The Web Prover is infrastructure for generating Web Proofs. There are 3 components of the Web Prover — (1) the Client Crates, which run inside of the app or browser; (2) Notary Crate, which is a hosted service; and (3) the Proofs Crate, which handles running the circuits through the client-side-prover.

The default option for generating Web Proofs is to use the Pluto-hosted service. We recommend using the Javascript SDK, which uses a Pluto-hosted notary. Learn more here. Developers do not need to set up the prover or host it themselves, unless they explicitly want to self-host this infrastructure or build custom infrastructure.

Pluto's Web Prover repo contains the source code for the three types of Web Proofs:

How to get started

Visit the Pluto documentation for integration guides, conceptual overviews, and reference materials.

If you have any questions, please reach out to any of Pluto's team members or join our Telegram to ask questions. We'd love to hear from you!

Development

Repo layout

  • bin: a mock server for testing.
  • client: contains components for the client that are shared across both WASM and iOS targets.
  • client_ios: contains client components specific to the iOS target.
  • client_wasm: contains client components specific to the WASM target.
  • fixture: contains testing artifacts such as TLS certificates and configuration files.
  • notary: notary server which can notarize MPC/ Origo/ TEE proofs.
  • proofs: contains all of our circom artifacts for the Origo proofs as well as a set of extractor proofs for selective disclosure over response data.

Setup

  • Install rust nightly: rustup install toolchain nightly-2024-10-28
  • Run make artifacts to download circuit artifacts required for Web Prover proxy mode
  • Compilation errors? Have a look at KNOWN_ISSUES.md

Native Client Development

cargo run -p notary -- --config ./fixture/notary-config.toml

# TLSNotary flow (requires --release flag or it will be slow, try release mode for notary as well)
cargo run --release -p client -- --config ./fixture/client.tlsn_tcp_local.json

# Origo flow
cargo run -p client -- --config ./fixture/client.origo_tcp_local.json

# TEE flow (uses DummyToken so it can run outside of TEE)
cargo run -p client -- --config ./fixture/client.tee_tcp_local.json

WASM Development in Browser

cargo run -p notary -- --config ./fixture/notary-config.toml
make wasm
make wasm-demo
open https://localhost:8090

Security Status

As of February 2025, the code in this repository is operational on Ethereum testnets, and we have begun the security auditing process.

While we are actively developing towards a production release in Q2 2025, the system is not yet recommended for production use.

Following completion of audits, we plan to launch with protective guardrails in place, which will be gradually adjusted and removed as the system demonstrates stability in real-world conditions.

Release

  1. Update the version field in the appropriate Cargo.toml file.
  2. Create a pull request with the version update.
  3. Merge the pull request.

Once merged, the package will be automatically released.
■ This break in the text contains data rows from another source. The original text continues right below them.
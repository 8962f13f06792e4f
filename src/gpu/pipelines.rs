//! Compute and blit pipelines, created once per device.

use std::collections::HashMap;
use wgpu::*;

use super::shaders;

pub(crate) fn uniform_entry(binding: u32, visibility: ShaderStages) -> BindGroupLayoutEntry {
    BindGroupLayoutEntry {
        binding,
        visibility,
        ty: BindingType::Buffer {
            ty: BufferBindingType::Uniform,
            has_dynamic_offset: false,
            min_binding_size: None,
        },
        count: None,
    }
}

pub(crate) fn storage_entry(binding: u32, read_only: bool) -> BindGroupLayoutEntry {
    BindGroupLayoutEntry {
        binding,
        visibility: ShaderStages::COMPUTE,
        ty: BindingType::Buffer {
            ty: BufferBindingType::Storage { read_only },
            has_dynamic_offset: false,
            min_binding_size: None,
        },
        count: None,
    }
}

pub(crate) fn buffer_entries<'a>(buffers: &[&'a Buffer]) -> Vec<BindGroupEntry<'a>> {
    buffers
        .iter()
        .enumerate()
        .map(|(i, b)| BindGroupEntry {
            binding: i as u32,
            resource: b.as_entire_binding(),
        })
        .collect()
}

pub(crate) fn compute_pipeline(
    device: &Device,
    label: &str,
    layout: &BindGroupLayout,
    module: &ShaderModule,
    entry_point: &str,
) -> ComputePipeline {
    let pipeline_layout = device.create_pipeline_layout(&PipelineLayoutDescriptor {
        label: Some(label),
        bind_group_layouts: &[layout],
        push_constant_ranges: &[],
    });

    device.create_compute_pipeline(&ComputePipelineDescriptor {
        label: Some(label),
        layout: Some(&pipeline_layout),
        module,
        entry_point,
    })
}

fn layout(device: &Device, label: &str, entries: &[BindGroupLayoutEntry]) -> BindGroupLayout {
    device.create_bind_group_layout(&BindGroupLayoutDescriptor {
        label: Some(label),
        entries,
    })
}

pub struct Pipelines {
    pub project_layout: BindGroupLayout,
    pub project: ComputePipeline,

    pub scan_layout: BindGroupLayout,
    pub scan_step: ComputePipeline,
    pub scan_shift: ComputePipeline,

    pub expand_layout: BindGroupLayout,
    pub expand: ComputePipeline,

    pub boundary_layout: BindGroupLayout,
    pub boundary: ComputePipeline,

    pub composite_layout: BindGroupLayout,
    pub composite: ComputePipeline,
}

impl Pipelines {
    pub fn new(device: &Device) -> Self {
        let project_layout = layout(
            device,
            "Project Bind Group Layout",
            &[
                uniform_entry(0, ShaderStages::COMPUTE),
                uniform_entry(1, ShaderStages::COMPUTE),
                storage_entry(2, true),
                storage_entry(3, false),
                storage_entry(4, false),
            ],
        );
        let project = compute_pipeline(
            device,
            "Project Pipeline",
            &project_layout,
            &shaders::create_project_shader(device),
            "project",
        );

        let scan_layout = layout(
            device,
            "Prefix Sum Bind Group Layout",
            &[
                uniform_entry(0, ShaderStages::COMPUTE),
                storage_entry(1, true),
                storage_entry(2, false),
            ],
        );
        let scan_shader = shaders::create_prefix_sum_shader(device);
        let scan_step = compute_pipeline(
            device,
            "Prefix Sum Step Pipeline",
            &scan_layout,
            &scan_shader,
            "scan_step",
        );
        let scan_shift = compute_pipeline(
            device,
            "Prefix Sum Shift Pipeline",
            &scan_layout,
            &scan_shader,
            "scan_shift",
        );

        let expand_layout = layout(
            device,
            "Expand Keys Bind Group Layout",
            &[
                uniform_entry(0, ShaderStages::COMPUTE),
                storage_entry(1, true),
                storage_entry(2, true),
                storage_entry(3, false),
                storage_entry(4, false),
            ],
        );
        let expand = compute_pipeline(
            device,
            "Expand Keys Pipeline",
            &expand_layout,
            &shaders::create_expand_keys_shader(device),
            "expand_keys",
        );

        let boundary_layout = layout(
            device,
            "Tile Boundary Bind Group Layout",
            &[
                uniform_entry(0, ShaderStages::COMPUTE),
                storage_entry(1, true),
                storage_entry(2, false),
            ],
        );
        let boundary = compute_pipeline(
            device,
            "Tile Boundary Pipeline",
            &boundary_layout,
            &shaders::create_tile_boundary_shader(device),
            "tile_boundary",
        );

        let composite_layout = layout(
            device,
            "Composite Bind Group Layout",
            &[
                uniform_entry(0, ShaderStages::COMPUTE),
                storage_entry(1, true),
                storage_entry(2, true),
                storage_entry(3, true),
                BindGroupLayoutEntry {
                    binding: 4,
                    visibility: ShaderStages::COMPUTE,
                    ty: BindingType::StorageTexture {
                        access: StorageTextureAccess::WriteOnly,
                        format: TextureFormat::Rgba8Unorm,
                        view_dimension: TextureViewDimension::D2,
                    },
                    count: None,
                },
            ],
        );
        let composite = compute_pipeline(
            device,
            "Composite Pipeline",
            &composite_layout,
            &shaders::create_composite_shader(device),
            "composite",
        );

        Self {
            project_layout,
            project,
            scan_layout,
            scan_step,
            scan_shift,
            expand_layout,
            expand,
            boundary_layout,
            boundary,
            composite_layout,
            composite,
        }
    }
}

/// Fullscreen copy of the composite texture, one render pipeline per
/// target format.
pub struct BlitPipelines {
    shader: ShaderModule,
    pub layout: BindGroupLayout,
    pipeline_layout: PipelineLayout,
    pipelines: HashMap<TextureFormat, RenderPipeline>,
}

impl BlitPipelines {
    pub fn new(device: &Device) -> Self {
        let shader = shaders::create_blit_shader(device);
        let layout = layout(
            device,
            "Blit Bind Group Layout",
            &[BindGroupLayoutEntry {
                binding: 0,
                visibility: ShaderStages::FRAGMENT,
                ty: BindingType::Texture {
                    sample_type: TextureSampleType::Float { filterable: false },
                    view_dimension: TextureViewDimension::D2,
                    multisampled: false,
                },
                count: None,
            }],
        );
        let pipeline_layout = device.create_pipeline_layout(&PipelineLayoutDescriptor {
            label: Some("Blit Pipeline Layout"),
            bind_group_layouts: &[&layout],
            push_constant_ranges: &[],
        });

        Self {
            shader,
            layout,
            pipeline_layout,
            pipelines: HashMap::new(),
        }
    }

    /// Build the pipeline for `format` if it does not exist yet.
    pub fn prepare(&mut self, device: &Device, format: TextureFormat) {
        self.pipelines.entry(format).or_insert_with(|| {
            device.create_render_pipeline(&RenderPipelineDescriptor {
                label: Some("Blit Pipeline"),
                layout: Some(&self.pipeline_layout),
                vertex: VertexState {
                    module: &self.shader,
                    entry_point: "vs_main",
                    buffers: &[],
                },
                fragment: Some(FragmentState {
                    module: &self.shader,
                    entry_point: "fs_main",
                    targets: &[Some(ColorTargetState {
                        format,
                        blend: None,
                        write_mask: ColorWrites::ALL,
                    })],
                }),
                primitive: PrimitiveState::default(),
                depth_stencil: None,
                multisample: MultisampleState::default(),
                multiview: None,
            })
        });
    }

    pub fn pipeline(&self, format: TextureFormat) -> Option<&RenderPipeline> {
        self.pipelines.get(&format)
    }
}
Note: Releases are immutable.

The following crates are checked for version changes:

  • notary/Cargo.toml
  • client_wasm/Cargo.toml
  • client_ios/Cargo.toml

rust-analyzer configuration

wasm32 target

# .vscode/settings.json
{
  "rust-analyzer.cargo.target": "wasm32-unknown-unknown",
  "rust-analyzer.cargo.features": ["websocket"]
}

# Cargo.toml
# set members to:
members =["client", "client_wasm"]

ios target

Note that this only works on Mac. The iOS target cannot be built on Linux.

# .vscode/settings.json
{
  "rust-analyzer.cargo.target": "aarch64-apple-ios",
  "rust-analyzer.cargo.features": []
}

# Cargo.toml
# set members to:
members =["client", "client_ios"]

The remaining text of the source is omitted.